-- Task statement --
Wherever a line in the data below holds "FixedContributor", copy that line.

== Data section ==

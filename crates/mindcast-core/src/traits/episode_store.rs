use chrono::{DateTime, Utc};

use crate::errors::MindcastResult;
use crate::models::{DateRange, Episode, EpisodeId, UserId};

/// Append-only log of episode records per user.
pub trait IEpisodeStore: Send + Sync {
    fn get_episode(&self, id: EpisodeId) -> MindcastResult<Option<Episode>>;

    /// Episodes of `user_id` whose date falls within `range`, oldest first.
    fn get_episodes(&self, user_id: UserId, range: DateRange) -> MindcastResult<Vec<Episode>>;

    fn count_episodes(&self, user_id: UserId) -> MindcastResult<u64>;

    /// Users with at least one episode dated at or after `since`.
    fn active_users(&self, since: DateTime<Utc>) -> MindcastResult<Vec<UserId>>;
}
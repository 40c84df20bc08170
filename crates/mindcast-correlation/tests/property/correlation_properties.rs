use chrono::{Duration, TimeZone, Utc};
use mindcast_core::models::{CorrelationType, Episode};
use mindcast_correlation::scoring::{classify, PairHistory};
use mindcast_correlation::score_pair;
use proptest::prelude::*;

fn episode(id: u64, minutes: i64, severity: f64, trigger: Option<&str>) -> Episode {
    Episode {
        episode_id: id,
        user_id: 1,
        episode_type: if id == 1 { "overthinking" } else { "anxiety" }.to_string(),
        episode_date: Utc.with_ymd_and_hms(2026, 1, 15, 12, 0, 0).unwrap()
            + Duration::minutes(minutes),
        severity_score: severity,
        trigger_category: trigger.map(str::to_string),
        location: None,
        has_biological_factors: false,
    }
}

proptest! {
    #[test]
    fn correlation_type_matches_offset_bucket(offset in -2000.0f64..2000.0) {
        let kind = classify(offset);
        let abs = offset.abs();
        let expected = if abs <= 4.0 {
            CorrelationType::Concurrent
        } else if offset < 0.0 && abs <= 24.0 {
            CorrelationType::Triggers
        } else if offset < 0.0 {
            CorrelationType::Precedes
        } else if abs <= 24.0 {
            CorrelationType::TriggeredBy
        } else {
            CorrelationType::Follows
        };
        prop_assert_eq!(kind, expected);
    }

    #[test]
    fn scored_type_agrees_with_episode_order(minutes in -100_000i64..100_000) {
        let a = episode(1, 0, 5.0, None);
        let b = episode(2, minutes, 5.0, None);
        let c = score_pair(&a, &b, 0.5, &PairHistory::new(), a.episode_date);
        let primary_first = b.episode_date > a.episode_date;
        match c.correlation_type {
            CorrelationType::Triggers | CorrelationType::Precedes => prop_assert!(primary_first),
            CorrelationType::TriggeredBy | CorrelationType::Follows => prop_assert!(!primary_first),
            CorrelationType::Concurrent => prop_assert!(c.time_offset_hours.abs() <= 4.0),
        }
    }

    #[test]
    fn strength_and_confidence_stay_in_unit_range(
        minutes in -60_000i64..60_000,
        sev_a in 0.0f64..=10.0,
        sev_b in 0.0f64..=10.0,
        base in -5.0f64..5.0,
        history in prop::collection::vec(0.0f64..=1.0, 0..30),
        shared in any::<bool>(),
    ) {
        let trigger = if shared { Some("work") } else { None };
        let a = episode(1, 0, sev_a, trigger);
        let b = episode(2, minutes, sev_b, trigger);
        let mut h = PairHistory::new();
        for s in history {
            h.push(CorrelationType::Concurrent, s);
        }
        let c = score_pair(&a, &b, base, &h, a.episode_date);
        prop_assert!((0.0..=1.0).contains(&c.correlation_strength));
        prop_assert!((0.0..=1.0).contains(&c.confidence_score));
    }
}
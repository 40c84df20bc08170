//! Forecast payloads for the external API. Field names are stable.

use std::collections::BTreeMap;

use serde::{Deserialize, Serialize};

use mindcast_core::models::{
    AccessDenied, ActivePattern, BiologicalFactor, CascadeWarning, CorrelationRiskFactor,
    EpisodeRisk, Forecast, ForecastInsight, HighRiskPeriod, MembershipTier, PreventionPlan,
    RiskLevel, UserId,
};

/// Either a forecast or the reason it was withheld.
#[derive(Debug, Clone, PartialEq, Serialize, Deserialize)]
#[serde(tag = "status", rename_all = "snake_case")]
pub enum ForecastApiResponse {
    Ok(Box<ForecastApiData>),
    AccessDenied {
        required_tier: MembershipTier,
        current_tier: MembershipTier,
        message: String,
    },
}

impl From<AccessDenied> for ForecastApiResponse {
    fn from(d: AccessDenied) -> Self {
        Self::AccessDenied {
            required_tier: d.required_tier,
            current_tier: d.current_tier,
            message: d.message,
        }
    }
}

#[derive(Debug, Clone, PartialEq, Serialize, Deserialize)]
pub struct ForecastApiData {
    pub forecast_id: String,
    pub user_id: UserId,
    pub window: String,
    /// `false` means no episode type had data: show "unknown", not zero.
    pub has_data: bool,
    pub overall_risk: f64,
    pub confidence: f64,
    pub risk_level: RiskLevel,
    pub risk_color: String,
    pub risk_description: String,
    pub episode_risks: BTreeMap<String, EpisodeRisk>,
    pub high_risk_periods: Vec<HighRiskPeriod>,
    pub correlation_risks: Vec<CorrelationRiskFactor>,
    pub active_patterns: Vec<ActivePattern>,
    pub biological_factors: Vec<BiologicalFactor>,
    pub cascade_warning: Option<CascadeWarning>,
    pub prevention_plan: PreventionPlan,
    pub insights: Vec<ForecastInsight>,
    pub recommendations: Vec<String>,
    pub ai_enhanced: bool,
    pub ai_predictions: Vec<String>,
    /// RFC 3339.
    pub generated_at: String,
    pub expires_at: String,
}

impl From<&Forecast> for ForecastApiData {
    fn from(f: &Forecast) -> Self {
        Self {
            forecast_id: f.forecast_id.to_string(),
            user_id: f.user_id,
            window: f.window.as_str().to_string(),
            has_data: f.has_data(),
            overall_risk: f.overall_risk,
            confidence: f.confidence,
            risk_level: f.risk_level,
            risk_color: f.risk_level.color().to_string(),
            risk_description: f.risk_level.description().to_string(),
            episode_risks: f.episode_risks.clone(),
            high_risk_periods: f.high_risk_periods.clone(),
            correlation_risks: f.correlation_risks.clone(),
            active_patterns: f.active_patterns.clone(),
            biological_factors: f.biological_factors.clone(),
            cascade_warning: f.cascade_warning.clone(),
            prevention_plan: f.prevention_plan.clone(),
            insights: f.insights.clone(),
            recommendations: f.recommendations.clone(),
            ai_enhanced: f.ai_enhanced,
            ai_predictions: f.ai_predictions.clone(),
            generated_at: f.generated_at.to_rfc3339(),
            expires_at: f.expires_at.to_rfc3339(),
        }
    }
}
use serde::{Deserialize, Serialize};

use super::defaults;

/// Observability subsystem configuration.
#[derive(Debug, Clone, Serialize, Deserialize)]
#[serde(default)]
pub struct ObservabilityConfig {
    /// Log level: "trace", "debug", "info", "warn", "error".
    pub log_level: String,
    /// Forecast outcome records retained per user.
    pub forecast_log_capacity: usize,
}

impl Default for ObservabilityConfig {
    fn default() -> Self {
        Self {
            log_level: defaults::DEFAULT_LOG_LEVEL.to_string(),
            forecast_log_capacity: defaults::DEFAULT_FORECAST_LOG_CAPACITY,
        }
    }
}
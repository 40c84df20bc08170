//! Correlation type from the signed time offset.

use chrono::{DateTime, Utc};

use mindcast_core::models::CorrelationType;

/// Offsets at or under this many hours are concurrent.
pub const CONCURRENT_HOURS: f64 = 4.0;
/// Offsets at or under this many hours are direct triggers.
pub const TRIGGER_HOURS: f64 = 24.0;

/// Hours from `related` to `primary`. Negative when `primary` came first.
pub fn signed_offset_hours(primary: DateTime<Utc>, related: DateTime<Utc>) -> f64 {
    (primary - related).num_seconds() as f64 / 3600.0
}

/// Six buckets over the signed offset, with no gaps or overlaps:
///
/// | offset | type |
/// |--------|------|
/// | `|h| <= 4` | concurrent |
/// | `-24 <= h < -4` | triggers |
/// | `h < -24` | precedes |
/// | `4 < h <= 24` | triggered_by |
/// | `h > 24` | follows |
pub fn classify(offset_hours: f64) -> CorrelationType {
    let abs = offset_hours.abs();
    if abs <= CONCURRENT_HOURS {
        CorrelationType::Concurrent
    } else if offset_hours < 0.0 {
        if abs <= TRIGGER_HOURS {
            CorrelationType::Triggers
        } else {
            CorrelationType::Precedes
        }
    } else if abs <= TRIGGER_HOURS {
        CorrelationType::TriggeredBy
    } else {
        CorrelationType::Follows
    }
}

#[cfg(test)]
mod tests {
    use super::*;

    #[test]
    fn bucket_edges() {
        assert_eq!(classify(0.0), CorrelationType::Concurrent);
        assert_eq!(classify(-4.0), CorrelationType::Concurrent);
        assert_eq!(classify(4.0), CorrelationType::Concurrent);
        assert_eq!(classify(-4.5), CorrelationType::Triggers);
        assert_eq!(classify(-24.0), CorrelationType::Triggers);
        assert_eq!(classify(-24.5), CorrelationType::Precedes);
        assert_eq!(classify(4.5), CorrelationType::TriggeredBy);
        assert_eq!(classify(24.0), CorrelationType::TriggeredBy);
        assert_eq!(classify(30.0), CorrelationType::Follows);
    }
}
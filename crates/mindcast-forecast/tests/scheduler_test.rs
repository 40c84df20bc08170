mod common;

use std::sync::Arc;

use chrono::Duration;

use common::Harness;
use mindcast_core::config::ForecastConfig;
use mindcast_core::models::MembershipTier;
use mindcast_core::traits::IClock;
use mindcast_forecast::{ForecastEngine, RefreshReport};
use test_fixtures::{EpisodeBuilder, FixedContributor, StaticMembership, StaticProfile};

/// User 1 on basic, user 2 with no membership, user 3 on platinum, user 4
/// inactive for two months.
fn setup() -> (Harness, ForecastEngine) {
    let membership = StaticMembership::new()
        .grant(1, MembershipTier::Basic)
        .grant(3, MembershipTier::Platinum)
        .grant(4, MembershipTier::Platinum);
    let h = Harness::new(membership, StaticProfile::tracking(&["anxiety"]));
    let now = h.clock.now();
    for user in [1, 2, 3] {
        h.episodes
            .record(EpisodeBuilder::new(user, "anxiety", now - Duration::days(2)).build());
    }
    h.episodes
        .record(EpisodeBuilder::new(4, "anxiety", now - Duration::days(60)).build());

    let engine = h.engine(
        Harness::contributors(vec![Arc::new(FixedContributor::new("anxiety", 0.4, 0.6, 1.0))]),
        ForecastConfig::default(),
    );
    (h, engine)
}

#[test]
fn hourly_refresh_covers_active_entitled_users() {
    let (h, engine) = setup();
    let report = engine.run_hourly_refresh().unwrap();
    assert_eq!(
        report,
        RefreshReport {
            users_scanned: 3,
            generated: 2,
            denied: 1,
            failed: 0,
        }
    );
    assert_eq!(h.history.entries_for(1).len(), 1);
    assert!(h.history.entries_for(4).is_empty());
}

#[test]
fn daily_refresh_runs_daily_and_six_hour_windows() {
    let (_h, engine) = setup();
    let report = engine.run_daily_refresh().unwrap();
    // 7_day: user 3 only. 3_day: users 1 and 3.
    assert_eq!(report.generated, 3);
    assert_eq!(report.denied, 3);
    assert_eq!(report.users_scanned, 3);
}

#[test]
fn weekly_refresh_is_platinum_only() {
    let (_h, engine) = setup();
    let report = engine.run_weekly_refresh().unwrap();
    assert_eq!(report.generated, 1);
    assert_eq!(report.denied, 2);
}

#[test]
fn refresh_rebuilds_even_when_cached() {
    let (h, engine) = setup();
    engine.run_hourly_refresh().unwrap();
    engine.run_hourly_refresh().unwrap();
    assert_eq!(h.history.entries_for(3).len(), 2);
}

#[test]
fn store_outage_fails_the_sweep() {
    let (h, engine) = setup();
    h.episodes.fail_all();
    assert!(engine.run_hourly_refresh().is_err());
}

===

-- Task solution --
use test_fixtures::{EpisodeBuilder, FixedContributor, StaticMembership, StaticProfile};
        Harness::contributors(vec![Arc::new(FixedContributor::new("anxiety", 0.4, 0.6, 1.0))]),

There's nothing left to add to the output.